La seule bonne chose à propos de l'épargne est que la plupart du temps, la qualité des vêtements n'est pas compromise. Mais même s'il y a une légère usure, ce n'est rien qui ne puisse être réparé, a-t-elle déclaré. Cependant, elle propose une suggestion pour ceux qui cherchent à acheter leur première tenue pré-aimée : n'achetez rien de très cher. Commencez toujours par quelque chose de bon marché afin de ne pas vous sentir déprimé si cela ne se passe pas comme vous l'aviez prévu. De plus, a-t-elle ajouté, assurez-vous de choisir des magasins qui incluent les tailles et n'hésitez jamais à leur demander plus de détails, car la plupart de ces magasins n'acceptent pas les remboursements ou les retours.
Tous – Lunoe, Mirinwon et Rumi – partagent que la plupart de leur clientèle se compose de filles allant à l'université ou de femmes qui travaillent à travers l'Inde, et parfois de pays comme New York et la Suède.
Pour des consommatrices comme Shaiza Suhail (23 ans), faire des économies est une décision consciente qu'elle a prise en 2019 pour être plus respectueuse de l'environnement. J'ai fait ce changement simplement parce que j'ai commencé à accumuler des vêtements de marques de mode rapide qui étaient simplement à la mode et de mauvaise qualité, a déclaré le professeur. C'est exactement ce que préconisent les friperies - le besoin de pleine conscience - éliminer les excès et comprendre que vous vous adonnez à la mode de temps en temps.

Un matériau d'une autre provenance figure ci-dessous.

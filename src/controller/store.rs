//! Access to the resources the controller reads and writes
//!
//! The reconcile engine talks to the API server only through [`WorkloadStore`], so it
//! can be driven against an in-memory store in tests. Production uses [`KubeStore`].

use crate::crd::harvester::Harvester;
use crate::crd::refinery::Refinery;
use async_trait::async_trait;
use k8s_openapi::api::apps::v1::Deployment;
use k8s_openapi::api::core::v1::Service;
use kube::api::{Api, DeleteParams, ListParams, Patch, PatchParams, PostParams};
use kube::ResourceExt;
use thiserror::Error;

/// Store errors, classified by how the engine reacts to them
#[derive(Debug, Error)]
pub enum StoreError {
    /// The object changed since it was read (optimistic concurrency failure)
    #[error("conflict: {0}")]
    Conflict(String),

    #[error("not found: {0}")]
    NotFound(String),

    #[error("already exists: {0}")]
    AlreadyExists(String),

    /// The API server refused the request for any other reason
    #[error("request rejected ({code}): {message}")]
    Rejected { code: u16, message: String },

    #[error("Kubernetes client error: {0}")]
    Kube(#[source] kube::Error),
}

impl StoreError {
    pub fn is_conflict(&self) -> bool {
        matches!(self, StoreError::Conflict(_))
    }
}

impl From<kube::Error> for StoreError {
    fn from(err: kube::Error) -> Self {
        match &err {
            kube::Error::Api(resp) if resp.code == 409 && resp.reason == "AlreadyExists" => {
                StoreError::AlreadyExists(err.to_string())
            }
            kube::Error::Api(resp) if resp.code == 409 => StoreError::Conflict(err.to_string()),
            kube::Error::Api(resp) if resp.code == 404 => StoreError::NotFound(err.to_string()),
            kube::Error::Api(resp) => StoreError::Rejected {
                code: resp.code,
                message: err.to_string(),
            },
            _ => StoreError::Kube(err),
        }
    }
}

/// Operations the reconcile engine needs from the cluster
///
/// Writes that replace an object carry its `resourceVersion`; a stale version
/// yields [`StoreError::Conflict`].
#[async_trait]
pub trait WorkloadStore: Send + Sync {
    /// List Deployments in `namespace` matching a label selector string (`a=b,c=d`)
    async fn list_deployments(
        &self,
        namespace: &str,
        selector: &str,
    ) -> Result<Vec<Deployment>, StoreError>;

    async fn get_deployment(
        &self,
        namespace: &str,
        name: &str,
    ) -> Result<Option<Deployment>, StoreError>;

    async fn create_deployment(
        &self,
        namespace: &str,
        deployment: &Deployment,
    ) -> Result<Deployment, StoreError>;

    async fn replace_deployment(
        &self,
        namespace: &str,
        deployment: &Deployment,
    ) -> Result<Deployment, StoreError>;

    /// Delete a Deployment with background propagation (its ReplicaSets and Pods
    /// are garbage collected after the call returns)
    async fn delete_deployment(&self, namespace: &str, name: &str) -> Result<(), StoreError>;

    async fn get_harvester(
        &self,
        namespace: &str,
        name: &str,
    ) -> Result<Option<Harvester>, StoreError>;

    /// Write `harvester.status`, guarded by `harvester.metadata.resourceVersion`
    async fn update_harvester_status(
        &self,
        harvester: &Harvester,
    ) -> Result<Harvester, StoreError>;

    async fn get_service(&self, namespace: &str, name: &str) -> Result<Option<Service>, StoreError>;

    async fn create_service(&self, namespace: &str, service: &Service) -> Result<Service, StoreError>;

    async fn get_refinery(
        &self,
        namespace: &str,
        name: &str,
    ) -> Result<Option<Refinery>, StoreError>;

    /// Write `refinery.status`, guarded by `refinery.metadata.resourceVersion`
    async fn update_refinery_status(&self, refinery: &Refinery) -> Result<Refinery, StoreError>;
}

/// [`WorkloadStore`] backed by the Kubernetes API server
pub struct KubeStore {
    client: kube::Client,
}

impl KubeStore {
    pub fn new(client: kube::Client) -> Self {
        KubeStore { client }
    }

    fn deployments(&self, namespace: &str) -> Api<Deployment> {
        Api::namespaced(self.client.clone(), namespace)
    }

    fn harvesters(&self, namespace: &str) -> Api<Harvester> {
        Api::namespaced(self.client.clone(), namespace)
    }

    fn services(&self, namespace: &str) -> Api<Service> {
        Api::namespaced(self.client.clone(), namespace)
    }

    fn refineries(&self, namespace: &str) -> Api<Refinery> {
        Api::namespaced(self.client.clone(), namespace)
    }
}

/// Merge patch for a status subresource; `resourceVersion` makes the API server
/// reject stale writes
fn status_patch<S: serde::Serialize>(resource_version: &Option<String>, status: &S) -> serde_json::Value {
    serde_json::json!({
        "metadata": {
            "resourceVersion": resource_version
        },
        "status": status
    })
}

fn deployment_name(deployment: &Deployment) -> Result<&str, StoreError> {
    deployment
        .metadata
        .name
        .as_deref()
        .ok_or_else(|| StoreError::Rejected {
            code: 422,
            message: "Deployment missing metadata.name".to_string(),
        })
}

#[async_trait]
impl WorkloadStore for KubeStore {
    async fn list_deployments(
        &self,
        namespace: &str,
        selector: &str,
    ) -> Result<Vec<Deployment>, StoreError> {
        let list = self
            .deployments(namespace)
            .list(&ListParams::default().labels(selector))
            .await?;
        Ok(list.items)
    }

    async fn get_deployment(
        &self,
        namespace: &str,
        name: &str,
    ) -> Result<Option<Deployment>, StoreError> {
        Ok(self.deployments(namespace).get_opt(name).await?)
    }

    async fn create_deployment(
        &self,
        namespace: &str,
        deployment: &Deployment,
    ) -> Result<Deployment, StoreError> {
        Ok(self
            .deployments(namespace)
            .create(&PostParams::default(), deployment)
            .await?)
    }

    async fn replace_deployment(
        &self,
        namespace: &str,
        deployment: &Deployment,
    ) -> Result<Deployment, StoreError> {
        let name = deployment_name(deployment)?;
        Ok(self
            .deployments(namespace)
            .replace(name, &PostParams::default(), deployment)
            .await?)
    }

    async fn delete_deployment(&self, namespace: &str, name: &str) -> Result<(), StoreError> {
        self.deployments(namespace)
            .delete(name, &DeleteParams::background())
            .await?;
        Ok(())
    }

    async fn get_harvester(
        &self,
        namespace: &str,
        name: &str,
    ) -> Result<Option<Harvester>, StoreError> {
        Ok(self.harvesters(namespace).get_opt(name).await?)
    }

    async fn update_harvester_status(
        &self,
        harvester: &Harvester,
    ) -> Result<Harvester, StoreError> {
        let namespace = harvester.namespace().unwrap_or_default();
        let name = harvester.name_any();
        let patch = status_patch(&harvester.metadata.resource_version, &harvester.status);

        Ok(self
            .harvesters(&namespace)
            .patch_status(&name, &PatchParams::default(), &Patch::Merge(&patch))
            .await?)
    }

    async fn get_service(&self, namespace: &str, name: &str) -> Result<Option<Service>, StoreError> {
        Ok(self.services(namespace).get_opt(name).await?)
    }

    async fn create_service(&self, namespace: &str, service: &Service) -> Result<Service, StoreError> {
        Ok(self
            .services(namespace)
            .create(&PostParams::default(), service)
            .await?)
    }

    async fn get_refinery(
        &self,
        namespace: &str,
        name: &str,
    ) -> Result<Option<Refinery>, StoreError> {
        Ok(self.refineries(namespace).get_opt(name).await?)
    }

    async fn update_refinery_status(&self, refinery: &Refinery) -> Result<Refinery, StoreError> {
        let namespace = refinery.namespace().unwrap_or_default();
        let name = refinery.name_any();
        let patch = status_patch(&refinery.metadata.resource_version, &refinery.status);

        Ok(self
            .refineries(&namespace)
            .patch_status(&name, &PatchParams::default(), &Patch::Merge(&patch))
            .await?)
    }
}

Asha, qui pratique l'épargne depuis son enfance, partage une histoire douce-amère de la façon dont sa mère portait un sari Rs 80 lorsqu'elle a rencontré feu l'ancienne CM Sheila Dikshit. Une fois que vous êtes habitué à économiser, vous cessez de vous soucier du facteur argent. L'épargne est pratique pour les poches et fonctionne presque comme une chaîne. L'idée de dépenser de l'argent pour votre petite robe noire et de récupérer la moitié de ce prix lorsque vous vous ennuyez ou que vous ne rentrez plus dedans est très apaisante ! Elle ajoute.